INFORMATION SUPPLIED -
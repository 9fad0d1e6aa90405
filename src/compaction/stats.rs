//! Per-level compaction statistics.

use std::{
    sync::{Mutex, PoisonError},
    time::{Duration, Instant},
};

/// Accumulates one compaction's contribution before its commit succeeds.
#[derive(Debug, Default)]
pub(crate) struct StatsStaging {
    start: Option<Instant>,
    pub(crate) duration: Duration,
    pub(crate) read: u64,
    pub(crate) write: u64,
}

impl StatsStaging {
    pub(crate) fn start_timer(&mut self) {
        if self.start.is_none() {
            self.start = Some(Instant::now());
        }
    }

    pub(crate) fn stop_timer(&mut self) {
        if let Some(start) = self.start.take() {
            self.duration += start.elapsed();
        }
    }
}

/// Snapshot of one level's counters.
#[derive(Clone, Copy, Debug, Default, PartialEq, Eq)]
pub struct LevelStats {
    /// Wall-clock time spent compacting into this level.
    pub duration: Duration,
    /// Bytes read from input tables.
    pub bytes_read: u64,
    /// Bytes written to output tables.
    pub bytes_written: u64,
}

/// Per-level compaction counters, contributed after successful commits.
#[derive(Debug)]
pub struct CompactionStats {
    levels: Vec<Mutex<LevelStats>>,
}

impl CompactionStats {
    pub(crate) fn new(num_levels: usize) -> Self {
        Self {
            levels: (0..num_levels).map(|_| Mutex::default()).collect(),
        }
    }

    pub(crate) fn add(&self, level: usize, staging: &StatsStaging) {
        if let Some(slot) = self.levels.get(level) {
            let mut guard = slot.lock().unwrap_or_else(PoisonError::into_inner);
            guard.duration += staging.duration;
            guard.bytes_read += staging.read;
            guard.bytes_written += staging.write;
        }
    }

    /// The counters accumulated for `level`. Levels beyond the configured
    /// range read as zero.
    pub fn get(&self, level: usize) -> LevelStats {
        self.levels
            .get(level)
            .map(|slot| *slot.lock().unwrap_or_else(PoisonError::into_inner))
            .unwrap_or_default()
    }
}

...

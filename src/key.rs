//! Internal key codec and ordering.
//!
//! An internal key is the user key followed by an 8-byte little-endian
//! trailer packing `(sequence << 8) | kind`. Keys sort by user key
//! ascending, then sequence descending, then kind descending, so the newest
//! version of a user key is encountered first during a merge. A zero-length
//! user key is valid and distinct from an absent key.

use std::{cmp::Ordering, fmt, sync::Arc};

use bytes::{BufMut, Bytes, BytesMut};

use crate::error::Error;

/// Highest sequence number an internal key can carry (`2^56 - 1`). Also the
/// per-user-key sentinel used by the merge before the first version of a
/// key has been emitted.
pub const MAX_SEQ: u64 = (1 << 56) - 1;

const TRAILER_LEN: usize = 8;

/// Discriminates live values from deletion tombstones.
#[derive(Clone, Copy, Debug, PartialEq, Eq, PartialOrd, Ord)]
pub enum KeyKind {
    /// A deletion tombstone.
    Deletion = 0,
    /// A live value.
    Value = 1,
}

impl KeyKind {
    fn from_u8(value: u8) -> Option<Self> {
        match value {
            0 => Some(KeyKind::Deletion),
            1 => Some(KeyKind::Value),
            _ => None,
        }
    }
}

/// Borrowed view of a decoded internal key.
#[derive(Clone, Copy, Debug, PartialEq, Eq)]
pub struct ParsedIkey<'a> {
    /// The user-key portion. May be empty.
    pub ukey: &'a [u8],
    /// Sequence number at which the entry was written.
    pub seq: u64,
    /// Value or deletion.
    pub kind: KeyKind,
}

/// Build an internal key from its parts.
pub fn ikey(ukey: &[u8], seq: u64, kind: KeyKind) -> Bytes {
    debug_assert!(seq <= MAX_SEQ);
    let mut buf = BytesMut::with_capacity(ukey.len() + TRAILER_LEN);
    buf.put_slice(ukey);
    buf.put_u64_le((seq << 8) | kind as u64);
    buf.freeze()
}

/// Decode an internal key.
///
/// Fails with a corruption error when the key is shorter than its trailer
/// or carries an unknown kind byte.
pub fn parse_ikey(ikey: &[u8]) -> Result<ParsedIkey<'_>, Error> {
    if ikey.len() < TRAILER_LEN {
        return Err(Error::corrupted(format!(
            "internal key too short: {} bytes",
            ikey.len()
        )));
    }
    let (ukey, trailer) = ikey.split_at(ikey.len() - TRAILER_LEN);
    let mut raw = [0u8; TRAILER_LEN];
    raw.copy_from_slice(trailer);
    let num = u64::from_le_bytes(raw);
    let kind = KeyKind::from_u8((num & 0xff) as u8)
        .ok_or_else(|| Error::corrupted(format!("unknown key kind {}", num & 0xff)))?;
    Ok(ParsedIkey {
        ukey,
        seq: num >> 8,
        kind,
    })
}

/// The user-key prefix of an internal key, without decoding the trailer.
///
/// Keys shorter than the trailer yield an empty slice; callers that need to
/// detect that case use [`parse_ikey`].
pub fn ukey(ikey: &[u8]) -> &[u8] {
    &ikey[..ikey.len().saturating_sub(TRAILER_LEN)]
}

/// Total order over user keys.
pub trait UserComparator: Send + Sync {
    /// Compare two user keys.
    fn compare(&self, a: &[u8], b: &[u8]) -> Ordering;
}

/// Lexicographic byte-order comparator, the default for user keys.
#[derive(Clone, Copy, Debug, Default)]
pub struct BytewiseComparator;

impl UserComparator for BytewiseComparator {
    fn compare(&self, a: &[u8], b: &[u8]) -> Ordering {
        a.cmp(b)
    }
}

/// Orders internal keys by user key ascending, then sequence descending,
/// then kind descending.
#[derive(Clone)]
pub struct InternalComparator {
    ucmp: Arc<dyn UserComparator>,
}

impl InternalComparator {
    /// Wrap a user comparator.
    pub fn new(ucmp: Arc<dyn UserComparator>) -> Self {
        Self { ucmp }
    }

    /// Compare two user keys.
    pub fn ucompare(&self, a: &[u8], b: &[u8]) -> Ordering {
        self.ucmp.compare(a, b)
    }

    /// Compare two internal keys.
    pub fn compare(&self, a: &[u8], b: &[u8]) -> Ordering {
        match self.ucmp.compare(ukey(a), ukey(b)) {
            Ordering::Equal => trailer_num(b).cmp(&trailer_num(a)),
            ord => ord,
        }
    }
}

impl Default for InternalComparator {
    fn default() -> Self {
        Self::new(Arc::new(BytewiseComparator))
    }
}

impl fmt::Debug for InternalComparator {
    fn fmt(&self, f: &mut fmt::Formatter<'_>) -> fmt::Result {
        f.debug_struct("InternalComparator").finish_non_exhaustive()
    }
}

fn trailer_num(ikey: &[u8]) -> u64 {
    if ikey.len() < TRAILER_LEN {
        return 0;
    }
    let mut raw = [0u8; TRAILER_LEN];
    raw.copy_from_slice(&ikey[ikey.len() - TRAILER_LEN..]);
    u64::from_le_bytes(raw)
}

...

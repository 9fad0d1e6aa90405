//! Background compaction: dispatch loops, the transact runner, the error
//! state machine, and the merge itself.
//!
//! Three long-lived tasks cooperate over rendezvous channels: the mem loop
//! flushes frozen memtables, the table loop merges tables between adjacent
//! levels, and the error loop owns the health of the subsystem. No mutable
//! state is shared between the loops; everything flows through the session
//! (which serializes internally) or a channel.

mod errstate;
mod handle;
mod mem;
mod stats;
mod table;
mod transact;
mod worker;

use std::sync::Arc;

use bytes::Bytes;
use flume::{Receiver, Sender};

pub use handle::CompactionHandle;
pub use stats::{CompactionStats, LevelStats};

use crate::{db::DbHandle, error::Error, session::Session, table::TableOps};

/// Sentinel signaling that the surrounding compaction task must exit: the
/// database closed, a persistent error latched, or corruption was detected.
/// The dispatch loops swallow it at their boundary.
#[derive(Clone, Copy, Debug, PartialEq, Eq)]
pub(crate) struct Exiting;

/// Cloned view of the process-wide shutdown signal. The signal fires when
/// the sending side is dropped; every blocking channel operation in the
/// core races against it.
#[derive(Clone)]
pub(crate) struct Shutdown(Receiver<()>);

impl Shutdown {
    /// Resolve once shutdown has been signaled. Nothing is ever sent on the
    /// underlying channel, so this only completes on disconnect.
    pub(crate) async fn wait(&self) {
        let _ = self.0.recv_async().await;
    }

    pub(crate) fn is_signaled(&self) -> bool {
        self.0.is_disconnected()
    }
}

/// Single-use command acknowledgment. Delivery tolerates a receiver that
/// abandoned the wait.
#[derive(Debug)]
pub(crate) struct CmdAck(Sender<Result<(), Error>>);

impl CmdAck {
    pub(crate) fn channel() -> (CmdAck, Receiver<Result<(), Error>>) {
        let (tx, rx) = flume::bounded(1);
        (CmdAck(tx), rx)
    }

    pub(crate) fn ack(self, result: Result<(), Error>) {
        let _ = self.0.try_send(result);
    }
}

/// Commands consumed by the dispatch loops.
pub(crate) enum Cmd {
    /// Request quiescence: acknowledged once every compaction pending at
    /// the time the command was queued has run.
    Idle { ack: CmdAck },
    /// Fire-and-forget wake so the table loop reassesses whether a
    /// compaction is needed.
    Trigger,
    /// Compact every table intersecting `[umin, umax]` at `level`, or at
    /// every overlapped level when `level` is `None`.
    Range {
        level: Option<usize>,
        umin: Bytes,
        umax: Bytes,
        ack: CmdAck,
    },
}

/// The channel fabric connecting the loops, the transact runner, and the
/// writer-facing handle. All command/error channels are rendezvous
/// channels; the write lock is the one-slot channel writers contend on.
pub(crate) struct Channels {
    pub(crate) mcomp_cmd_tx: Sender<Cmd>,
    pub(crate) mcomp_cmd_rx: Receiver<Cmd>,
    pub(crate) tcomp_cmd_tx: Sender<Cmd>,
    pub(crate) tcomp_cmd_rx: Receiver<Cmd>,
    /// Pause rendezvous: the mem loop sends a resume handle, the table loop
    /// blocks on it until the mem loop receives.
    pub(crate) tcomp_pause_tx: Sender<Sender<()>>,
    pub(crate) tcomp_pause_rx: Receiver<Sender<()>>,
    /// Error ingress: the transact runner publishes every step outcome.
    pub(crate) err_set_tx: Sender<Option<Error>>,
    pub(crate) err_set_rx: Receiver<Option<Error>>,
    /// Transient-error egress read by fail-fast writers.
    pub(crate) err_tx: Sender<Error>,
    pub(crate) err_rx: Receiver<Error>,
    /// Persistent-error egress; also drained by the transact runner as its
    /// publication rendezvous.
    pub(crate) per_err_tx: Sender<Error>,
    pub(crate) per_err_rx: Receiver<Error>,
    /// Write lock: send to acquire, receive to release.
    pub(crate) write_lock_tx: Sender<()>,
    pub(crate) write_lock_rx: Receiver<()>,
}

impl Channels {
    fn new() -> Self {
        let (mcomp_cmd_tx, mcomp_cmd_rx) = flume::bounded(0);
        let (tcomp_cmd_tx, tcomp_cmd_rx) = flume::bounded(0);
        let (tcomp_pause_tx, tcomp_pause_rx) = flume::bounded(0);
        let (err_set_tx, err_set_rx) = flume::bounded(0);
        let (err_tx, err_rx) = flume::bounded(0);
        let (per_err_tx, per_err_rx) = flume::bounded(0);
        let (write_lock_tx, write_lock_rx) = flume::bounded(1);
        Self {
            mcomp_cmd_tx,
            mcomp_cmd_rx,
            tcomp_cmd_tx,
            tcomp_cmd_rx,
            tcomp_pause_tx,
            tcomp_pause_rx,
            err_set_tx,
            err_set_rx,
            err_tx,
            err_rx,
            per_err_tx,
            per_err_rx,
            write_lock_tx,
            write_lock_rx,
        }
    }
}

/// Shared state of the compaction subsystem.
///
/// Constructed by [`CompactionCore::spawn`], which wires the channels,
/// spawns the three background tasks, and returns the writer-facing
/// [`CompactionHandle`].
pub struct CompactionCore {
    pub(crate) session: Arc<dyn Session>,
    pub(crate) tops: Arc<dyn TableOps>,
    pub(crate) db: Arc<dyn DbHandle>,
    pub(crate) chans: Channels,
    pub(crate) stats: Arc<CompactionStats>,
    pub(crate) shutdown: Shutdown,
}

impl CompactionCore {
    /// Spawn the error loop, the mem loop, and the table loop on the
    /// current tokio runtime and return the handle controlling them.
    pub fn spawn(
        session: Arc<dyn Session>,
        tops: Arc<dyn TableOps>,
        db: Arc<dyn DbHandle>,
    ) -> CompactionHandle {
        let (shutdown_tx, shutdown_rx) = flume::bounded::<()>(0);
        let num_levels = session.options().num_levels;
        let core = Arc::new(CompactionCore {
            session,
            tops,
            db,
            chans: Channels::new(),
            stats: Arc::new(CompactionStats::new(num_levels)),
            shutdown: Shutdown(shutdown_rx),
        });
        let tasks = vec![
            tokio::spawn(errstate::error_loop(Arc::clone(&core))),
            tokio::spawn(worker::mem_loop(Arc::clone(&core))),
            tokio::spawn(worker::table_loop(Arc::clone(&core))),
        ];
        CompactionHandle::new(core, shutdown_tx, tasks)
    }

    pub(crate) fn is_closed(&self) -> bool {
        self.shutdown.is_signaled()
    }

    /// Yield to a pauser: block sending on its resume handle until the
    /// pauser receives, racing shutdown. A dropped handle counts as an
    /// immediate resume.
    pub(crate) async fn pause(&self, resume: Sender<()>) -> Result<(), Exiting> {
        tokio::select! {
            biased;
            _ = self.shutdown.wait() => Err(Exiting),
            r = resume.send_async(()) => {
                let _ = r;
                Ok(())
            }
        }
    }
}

AIM OF THE TASK -
Take every line from the data that includes the word "worker".

RESULT OF THE EXERCISE -
mod worker;
            tokio::spawn(worker::mem_loop(Arc::clone(&core))),
            tokio::spawn(worker::table_loop(Arc::clone(&core))),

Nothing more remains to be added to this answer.